- _What needs to be done_: Each line that includes "geometry" must be copied from the records.

_ _ _ _ _

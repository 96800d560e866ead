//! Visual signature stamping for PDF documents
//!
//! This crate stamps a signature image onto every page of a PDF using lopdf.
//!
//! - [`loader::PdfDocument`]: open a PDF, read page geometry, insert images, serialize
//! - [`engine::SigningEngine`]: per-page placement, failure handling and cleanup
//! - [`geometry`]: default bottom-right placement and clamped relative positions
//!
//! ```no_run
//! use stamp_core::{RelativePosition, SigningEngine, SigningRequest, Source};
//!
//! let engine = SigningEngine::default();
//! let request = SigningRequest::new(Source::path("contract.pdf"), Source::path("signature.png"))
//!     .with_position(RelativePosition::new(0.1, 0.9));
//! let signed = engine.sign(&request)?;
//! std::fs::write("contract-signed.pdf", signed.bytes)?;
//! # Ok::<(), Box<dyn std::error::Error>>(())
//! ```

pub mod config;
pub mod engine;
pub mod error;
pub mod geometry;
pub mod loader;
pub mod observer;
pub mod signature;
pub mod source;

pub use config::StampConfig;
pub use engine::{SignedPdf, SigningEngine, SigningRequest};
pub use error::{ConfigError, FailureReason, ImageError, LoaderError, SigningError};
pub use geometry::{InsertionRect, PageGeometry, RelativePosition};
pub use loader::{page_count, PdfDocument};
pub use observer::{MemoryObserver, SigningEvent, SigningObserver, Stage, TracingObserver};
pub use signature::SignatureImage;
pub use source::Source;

_ _ _ _ _

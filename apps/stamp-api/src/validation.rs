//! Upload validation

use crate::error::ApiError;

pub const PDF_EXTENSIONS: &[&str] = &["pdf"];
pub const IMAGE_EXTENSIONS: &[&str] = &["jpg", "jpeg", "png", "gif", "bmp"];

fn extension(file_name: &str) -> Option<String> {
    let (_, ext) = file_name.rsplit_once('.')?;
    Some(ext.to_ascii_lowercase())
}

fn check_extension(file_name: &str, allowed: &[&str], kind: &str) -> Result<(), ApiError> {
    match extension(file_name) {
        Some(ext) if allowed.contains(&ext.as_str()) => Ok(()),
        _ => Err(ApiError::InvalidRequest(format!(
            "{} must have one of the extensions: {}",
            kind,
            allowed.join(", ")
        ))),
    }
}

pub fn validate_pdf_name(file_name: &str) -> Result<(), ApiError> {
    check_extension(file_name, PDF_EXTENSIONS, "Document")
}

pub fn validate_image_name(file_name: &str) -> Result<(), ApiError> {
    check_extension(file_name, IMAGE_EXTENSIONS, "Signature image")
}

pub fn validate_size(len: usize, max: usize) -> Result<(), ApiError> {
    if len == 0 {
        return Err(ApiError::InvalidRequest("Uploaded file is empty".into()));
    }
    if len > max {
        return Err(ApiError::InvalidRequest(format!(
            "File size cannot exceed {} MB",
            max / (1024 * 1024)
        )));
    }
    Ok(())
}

_ _ _ _ _

- _Output of the exercise_:
//! - [`loader::PdfDocument`]: open a PDF, read page geometry, insert images, serialize
//! - [`geometry`]: default bottom-right placement and clamped relative positions
pub mod geometry;
pub use geometry::{InsertionRect, PageGeometry, RelativePosition};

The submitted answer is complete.